- [WORK REQUIRED]
Lines to restate from the data below: from the one containing "use super::ast::*;" to the one containing "pub(super) const THIS_REF: BindingId", both included. Give them again exactly, and only them.

# # # # #

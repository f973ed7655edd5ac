//! Corpus-wide processing order for compilation units.

use petgraph::algo::toposort;
use petgraph::graph::{DiGraph, NodeIndex};
use rustc_hash::FxHashMap;

/// Position of a unit in the corpus: document ordinal, then unit index.
#[derive(Debug, Clone, Copy, PartialEq, Eq, Hash, PartialOrd, Ord)]
pub struct UnitKey {
    pub document: usize,
    pub unit: usize,
}

/// Directed acyclic ordering over all units of a run.
///
/// Units of one document are chained in unit order, and the last unit of
/// each document precedes the first unit of the next document in
/// curriculum order. The schedule only decides processing order; it never
/// causes a unit to be skipped.
pub struct UnitSchedule {
    /// Edges go from the earlier unit to the later one
    graph: DiGraph<UnitKey, ()>,
    /// Unit key to node index mapping
    node_indices: FxHashMap<UnitKey, NodeIndex>,
}

impl UnitSchedule {
    /// Create an empty schedule.
    pub fn new() -> Self {
        Self {
            graph: DiGraph::new(),
            node_indices: FxHashMap::default(),
        }
    }

    /// Build the curriculum chain for a set of unit keys.
    pub fn from_keys(keys: impl IntoIterator<Item = UnitKey>) -> Self {
        let mut keys: Vec<UnitKey> = keys.into_iter().collect();
        keys.sort_unstable();
        keys.dedup();

        let mut schedule = Self::new();
        for key in &keys {
            schedule.add_unit(*key);
        }
        for pair in keys.windows(2) {
            schedule.add_dependency(pair[0], pair[1]);
        }
        schedule
    }

    /// Add a unit node.
    pub fn add_unit(&mut self, key: UnitKey) {
        if !self.node_indices.contains_key(&key) {
            let idx = self.graph.add_node(key);
            self.node_indices.insert(key, idx);
        }
    }

    /// Require `before` to be processed ahead of `after`.
    pub fn add_dependency(&mut self, before: UnitKey, after: UnitKey) {
        self.add_unit(before);
        self.add_unit(after);
        let (a, b) = (self.node_indices[&before], self.node_indices[&after]);
        self.graph.add_edge(a, b, ());
    }

    /// Units in processing order.
    ///
    /// The chain built by [`UnitSchedule::from_keys`] is acyclic; if extra
    /// dependencies introduce a cycle the schedule falls back to key order.
    pub fn topological_order(&self) -> Vec<UnitKey> {
        match toposort(&self.graph, None) {
            Ok(nodes) => nodes.into_iter().map(|idx| self.graph[idx]).collect(),
            Err(cycle) => {
                tracing::warn!(
                    "Cycle in unit schedule at {:?}; falling back to document order",
                    self.graph[cycle.node_id()]
                );
                let mut keys: Vec<UnitKey> = self.graph.node_weights().copied().collect();
                keys.sort_unstable();
                keys
            }
        }
    }

    /// Number of scheduled units.
    pub fn len(&self) -> usize {
        self.graph.node_count()
    }

    /// Check if the schedule is empty.
    pub fn is_empty(&self) -> bool {
        self.graph.node_count() == 0
    }
}

impl Default for UnitSchedule {
    fn default() -> Self {
        Self::new()
    }
}

#[cfg(test)]
mod tests {
    use super::*;

    fn key(document: usize, unit: usize) -> UnitKey {
        UnitKey { document, unit }
    }

    #[test]
    fn test_empty_schedule() {
        let schedule = UnitSchedule::new();
        assert!(schedule.is_empty());
        assert!(schedule.topological_order().is_empty());
    }

    #[test]
    fn test_curriculum_chain() {
        let schedule = UnitSchedule::from_keys([key(1, 0), key(0, 1), key(0, 0), key(2, 0), key(1, 1)]);
        assert_eq!(schedule.len(), 5);
        assert_eq!(
            schedule.topological_order(),
            vec![key(0, 0), key(0, 1), key(1, 0), key(1, 1), key(2, 0)]
        );
    }

    #[test]
    fn test_cycle_falls_back_to_key_order() {
        let mut schedule = UnitSchedule::from_keys([key(0, 0), key(0, 1)]);
        schedule.add_dependency(key(0, 1), key(0, 0));
        assert_eq!(schedule.topological_order(), vec![key(0, 0), key(0, 1)]);
    }
}
//! Scoped type checker: declarations, hoisting and statements.
//!
//! Expressions live in `expr.rs`, type relations in `relate.rs` and flow
//! narrowing in `narrow.rs`; all of them extend [`Checker`].

use std::rc::Rc;

use rustc_hash::FxHashMap;

use super::ast::*;
use super::lib;
use super::types::{DeclRef, EnumType, NamedType, ParamType, Property, Shape, Signature, Type};
use crate::compile::types::RawDiagnostic;
use crate::profile::Target;

pub(super) type BindingId = usize;
pub(super) type ScopeId = usize;

/// A narrowable reference: a binding (or `this`) plus a `.a.b` member path.
pub(super) type RefKey = (BindingId, String);

/// Binding id standing in for `this` in reference keys.
pub(super) const THIS_REF: BindingId = usize::MAX;

/// Options that change checking behavior.
#[derive(Debug, Clone, Copy)]
pub struct Options {
    pub target: Target,
    pub strict: bool,
    pub no_implicit_any: bool,
    pub no_unused_locals: bool,
}

#[derive(Debug, Clone, Copy, PartialEq, Eq)]
pub(super) enum BindingKind {
    Var,
    Let,
    Const,
    Param,
    Function,
    Class,
    Enum,
    Import,
    Namespace,
}

impl BindingKind {
    fn is_block_scoped(self) -> bool {
        matches!(self, BindingKind::Let | BindingKind::Const)
    }
}

#[derive(Debug, Clone)]
pub(super) struct Binding {
    pub name: String,
    pub kind: BindingKind,
    pub ty: Type,
    pub pos: Pos,
    pub read: bool,
    pub track_unused: bool,
    pub redeclared: bool,
    /// The type came from an annotation.
    pub annotated: bool,
    pub has_body: bool,
    pub overloads: Vec<Rc<Signature>>,
}
//! Report data model.

use std::time::Duration;

use serde::Serialize;

use crate::compile::{Diagnostic, Severity};

/// Final status of one compilation unit.
#[derive(Debug, Clone, PartialEq, Eq, Serialize)]
#[serde(tag = "status", rename_all = "snake_case")]
pub enum UnitOutcome {
    /// Checked without diagnostics.
    Ok,
    /// Checked; the backend reported at least one diagnostic.
    Diagnostics { diagnostics: Vec<Diagnostic> },
    /// Failed the syntax gate or has an unterminated fence.
    Malformed {
        snippet: usize,
        line: usize,
        column: usize,
        message: String,
    },
    /// Not a checked language, or opted out.
    Unchecked { language: String },
    /// The check exceeded the per-unit timeout.
    Timeout { timeout_ms: u64 },
    /// Backend failure or rejected preamble.
    Error { message: String },
    /// The run was aborted before the check started.
    Cancelled,
}

impl UnitOutcome {
    /// Short status name, as serialized.
    pub fn label(&self) -> &'static str {
        match self {
            UnitOutcome::Ok => "ok",
            UnitOutcome::Diagnostics { .. } => "diagnostics",
            UnitOutcome::Malformed { .. } => "malformed",
            UnitOutcome::Unchecked { .. } => "unchecked",
            UnitOutcome::Timeout { .. } => "timeout",
            UnitOutcome::Error { .. } => "error",
            UnitOutcome::Cancelled => "cancelled",
        }
    }

    pub fn diagnostics(&self) -> &[Diagnostic] {
        match self {
            UnitOutcome::Diagnostics { diagnostics } => diagnostics,
            _ => &[],
        }
    }

    /// Whether this outcome fails the run.
    ///
    /// Warnings only fail a run under `deny_warnings`. Cancelled units are
    /// not failures by themselves; an aborted run is reported as such.
    pub fn is_failure(&self, deny_warnings: bool) -> bool {
        match self {
            UnitOutcome::Ok | UnitOutcome::Unchecked { .. } | UnitOutcome::Cancelled => false,
            UnitOutcome::Diagnostics { diagnostics } => {
                deny_warnings || diagnostics.iter().any(Diagnostic::is_error)
            }
            UnitOutcome::Malformed { .. } | UnitOutcome::Timeout { .. } | UnitOutcome::Error { .. } => {
                true
            }
        }
    }
}

/// One entry of the report per compilation unit.
#[derive(Debug, Clone, PartialEq, Eq, Serialize)]
pub struct UnitReport {
    pub unit_id: String,
    pub document: String,
    /// Unit index within the document.
    pub index: usize,
    /// Snippet indices in compilation order.
    pub snippets: Vec<usize>,
    pub start_line: usize,
    pub end_line: usize,
    pub outcome: UnitOutcome,
    #[serde(skip)]
    pub document_ordinal: usize,
}

/// Per-document counts.
#[derive(Debug, Clone, Default, PartialEq, Eq, Serialize)]
pub struct DocumentSummary {
    pub document: String,
    pub title: String,
    pub ordinal: usize,
    pub units: usize,
    pub ok: usize,
    pub failed: usize,
    pub unchecked: usize,
    pub cancelled: usize,
    pub errors: usize,
    pub warnings: usize,
    pub passed: bool,
}

/// Corpus-wide counts by outcome.
#[derive(Debug, Clone, Default, PartialEq, Eq, Serialize)]
pub struct ReportCounts {
    pub documents: usize,
    pub units: usize,
    pub ok: usize,
    pub diagnostics: usize,
    pub malformed: usize,
    pub unchecked: usize,
    pub timeout: usize,
    pub error: usize,
    pub cancelled: usize,
    /// Error-severity diagnostics, malformed positions included.
    pub errors: usize,
    pub warnings: usize,
}

impl ReportCounts {
    pub(crate) fn add(&mut self, outcome: &UnitOutcome) {
        self.units += 1;
        match outcome {
            UnitOutcome::Ok => self.ok += 1,
            UnitOutcome::Diagnostics { diagnostics } => {
                self.diagnostics += 1;
                for d in diagnostics {
                    match d.severity {
                        Severity::Error => self.errors += 1,
                        Severity::Warning => self.warnings += 1,
                    }
                }
            }
            UnitOutcome::Malformed { .. } => {
                self.malformed += 1;
                self.errors += 1;
            }
            UnitOutcome::Unchecked { .. } => self.unchecked += 1,
            UnitOutcome::Timeout { .. } => self.timeout += 1,
            UnitOutcome::Error { .. } => self.error += 1,
            UnitOutcome::Cancelled => self.cancelled += 1,
        }
    }
}

/// Validation result for one corpus snapshot.
///
/// Contains no timings or cache statistics, so an unchanged corpus always
/// serializes to the same bytes.
#[derive(Debug, Clone, Default, PartialEq, Eq, Serialize)]
pub struct Report {
    pub passed: bool,
    pub counts: ReportCounts,
    pub documents: Vec<DocumentSummary>,
    /// Every unit, ordered by (document ordinal, unit index).
    pub units: Vec<UnitReport>,
    /// Every diagnostic, ordered by (document ordinal, line, column).
    pub diagnostics: Vec<Diagnostic>,
    /// Corpus-level warnings (unknown `continues=` targets, cycles, unreadable files).
    pub warnings: Vec<String>,
}

impl Report {
    /// Whether any unit was cancelled by an abort.
    pub fn is_partial(&self) -> bool {
        self.counts.cancelled > 0
    }

    pub fn unit(&self, unit_id: &str) -> Option<&UnitReport> {
        self.units.iter().find(|u| u.unit_id == unit_id)
    }

    pub fn failed_units(&self, deny_warnings: bool) -> impl Iterator<Item = &UnitReport> {
        self.units
            .iter()
            .filter(move |u| u.outcome.is_failure(deny_warnings))
    }
}

/// Run statistics kept out of the report.
#[derive(Debug, Clone, Default, PartialEq, Eq)]
pub struct RunStats {
    pub documents: usize,
    pub units: usize,
    /// Units of a checked language that passed the syntax gate.
    pub checked: usize,
    pub cache_hits: usize,
    /// Units that went through a backend.
    pub compiled: usize,
    pub cancelled: usize,
    /// Why a persisted cache was discarded, if it was.
    pub cache_discarded: Option<String>,
    pub elapsed: Duration,
}
//! Compilation units produced by the assembler.

use serde::Serialize;

use super::preamble::Preamble;
use crate::extract::{Snippet, SourceSpan};
use crate::graph::ContinuityLink;

/// How a unit is treated by the rest of the pipeline.
#[derive(Debug, Clone, PartialEq, Eq, Serialize)]
#[serde(tag = "kind", rename_all = "snake_case")]
pub enum UnitKind {
    /// Submitted to the compiler driver.
    Checked,
    /// Language not checked under the profile, or opted out.
    Unchecked { language: String },
    /// Never reaches the compiler driver. Position is in document coordinates.
    Malformed {
        snippet: usize,
        line: usize,
        column: usize,
        message: String,
    },
}

/// Placement of one snippet inside a unit's source.
#[derive(Debug, Clone, Copy, PartialEq, Eq, Serialize)]
pub struct Segment {
    /// Snippet sequence index.
    pub snippet: usize,
    /// First unit line (1-indexed, preamble included) of the snippet body.
    pub unit_line: usize,
    pub line_count: usize,
    /// Document line of the snippet's first body line.
    pub document_line: usize,
}

/// The smallest thing submitted to the compiler driver.
#[derive(Debug, Clone, PartialEq, Eq, Serialize)]
pub struct CompilationUnit {
    /// `<document path>#<unit index>`.
    pub id: String,
    pub document: String,
    pub document_ordinal: usize,
    /// Unit index within the document.
    pub index: usize,
    /// Language tag of the first snippet.
    pub language: String,
    /// Snippet indices in compilation order.
    pub snippets: Vec<usize>,
    pub preamble: Preamble,
    /// Concatenated snippet texts.
    pub body: String,
    pub segments: Vec<Segment>,
    /// SHA-256 over preamble version, preamble and snippet texts.
    pub hash: String,
    /// Fence lines covering every constituent snippet.
    pub span: SourceSpan,
    pub kind: UnitKind,
}

impl CompilationUnit {
    /// Full program text handed to a backend.
    pub fn source(&self) -> String {
        let mut source = String::with_capacity(self.preamble.text.len() + self.body.len());
        source.push_str(&self.preamble.text);
        source.push_str(&self.body);
        source
    }

    pub fn is_checked(&self) -> bool {
        matches!(self.kind, UnitKind::Checked)
    }

    pub fn is_malformed(&self) -> bool {
        matches!(self.kind, UnitKind::Malformed { .. })
    }

    /// Whether a unit line falls inside the synthesized preamble.
    pub fn in_preamble(&self, unit_line: usize) -> bool {
        unit_line >= 1 && unit_line <= self.preamble.line_count
    }
}

/// Result of assembling one document.
#[derive(Debug, Clone, Default)]
pub struct AssembledDocument {
    pub path: String,
    pub ordinal: usize,
    pub title: String,
    pub snippets: Vec<Snippet>,
    pub units: Vec<CompilationUnit>,
    pub links: Vec<ContinuityLink>,
    /// Corpus-level warnings (unknown ids, cycles).
    pub warnings: Vec<String>,
}

impl AssembledDocument {
    pub fn checked_units(&self) -> impl Iterator<Item = &CompilationUnit> {
        self.units.iter().filter(|u| u.is_checked())
    }
}
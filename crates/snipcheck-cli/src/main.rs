//! snipcheck CLI - validates code snippets embedded in lesson documents.

mod check;
mod clean;
mod colors;
mod extract;

use std::path::PathBuf;
use std::process::ExitCode;

use clap::{Parser, Subcommand};
use snipcheck_core::AbortHandle;

use check::{CheckOptions, OutputFormat};

#[derive(Parser)]
#[command(name = "snipcheck")]
#[command(about = "Type-check the code snippets of a lesson corpus")]
#[command(version)]
struct Cli {
    #[command(subcommand)]
    command: Commands,

    /// Enable verbose logging
    #[arg(short, long, global = true)]
    verbose: bool,
}

#[derive(Subcommand)]
enum Commands {
    /// Validate every lesson under a corpus root
    Check {
        /// Corpus root directory
        root: PathBuf,

        /// Profile file (default: snipcheck.toml in the root, if present)
        #[arg(long)]
        profile: Option<PathBuf>,

        /// Report format
        #[arg(long, value_enum, default_value = "human")]
        format: OutputFormat,

        /// Write the report to a file instead of stdout
        #[arg(short, long)]
        output: Option<PathBuf>,

        /// Maximum number of units checked at once
        #[arg(long)]
        concurrency: Option<usize>,

        /// Per-unit timeout in milliseconds
        #[arg(long)]
        timeout_ms: Option<u64>,

        /// Type-checking backend (builtin or tsc)
        #[arg(long)]
        backend: Option<String>,

        /// Ignore and do not update the outcome cache
        #[arg(long)]
        no_cache: bool,

        /// Force strict checking
        #[arg(long)]
        strict: bool,

        /// Fail on warnings too
        #[arg(long)]
        deny_warnings: bool,
    },

    /// List the snippets of one document
    Extract {
        /// Path to the document
        file: PathBuf,

        /// Output format
        #[arg(long, value_enum, default_value = "human")]
        format: OutputFormat,
    },

    /// Remove the persisted outcome cache of a corpus
    Clean {
        /// Corpus root directory
        root: PathBuf,
    },
}

#[tokio::main]
async fn main() -> ExitCode {
    let cli = Cli::parse();

    // Initialize logging
    let filter = if cli.verbose {
        tracing_subscriber::EnvFilter::from_default_env()
            .add_directive(tracing::Level::DEBUG.into())
    } else {
        tracing_subscriber::EnvFilter::from_default_env().add_directive(tracing::Level::WARN.into())
    };

    tracing_subscriber::fmt()
        .with_env_filter(filter)
        .with_target(false)
        .with_writer(std::io::stderr)
        .init();

    match run(cli.command).await {
        Ok(true) => ExitCode::SUCCESS,
        Ok(false) => ExitCode::from(1),
        Err(err) => {
            // Format snipcheck-core errors with recovery hints
            match err.downcast_ref::<snipcheck_core::Error>() {
                Some(core_err) => eprintln!("error: {}", core_err.with_hint()),
                None => eprintln!("error: {err:#}"),
            }
            ExitCode::from(2)
        }
    }
}

/// Run a subcommand. `Ok(false)` means the corpus failed validation.
async fn run(command: Commands) -> anyhow::Result<bool> {
    match command {
        Commands::Check {
            root,
            profile,
            format,
            output,
            concurrency,
            timeout_ms,
            backend,
            no_cache,
            strict,
            deny_warnings,
        } => {
            let abort = AbortHandle::new();
            let on_signal = abort.clone();
            tokio::spawn(async move {
                if tokio::signal::ctrl_c().await.is_ok() {
                    tracing::warn!("Interrupted; finishing in-flight checks");
                    on_signal.abort();
                }
            });

            let options = CheckOptions {
                root,
                profile,
                format,
                output,
                concurrency,
                timeout_ms,
                backend,
                no_cache,
                strict,
                deny_warnings,
            };
            check::execute(options, abort).await
        }

        Commands::Extract { file, format } => {
            extract::execute(&file, format)?;
            Ok(true)
        }

        Commands::Clean { root } => {
            clean::execute(&root)?;
            Ok(true)
        }
    }
}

# # # # #

- [TASK ANSWER]
use super::ast::*;
use super::lib;
use super::types::{DeclRef, EnumType, NamedType, ParamType, Property, Shape, Signature, Type};
use crate::compile::types::RawDiagnostic;
use crate::profile::Target;

pub(super) type BindingId = usize;
pub(super) type ScopeId = usize;

/// A narrowable reference: a binding (or `this`) plus a `.a.b` member path.
pub(super) type RefKey = (BindingId, String);

/// Binding id standing in for `this` in reference keys.
pub(super) const THIS_REF: BindingId = usize::MAX;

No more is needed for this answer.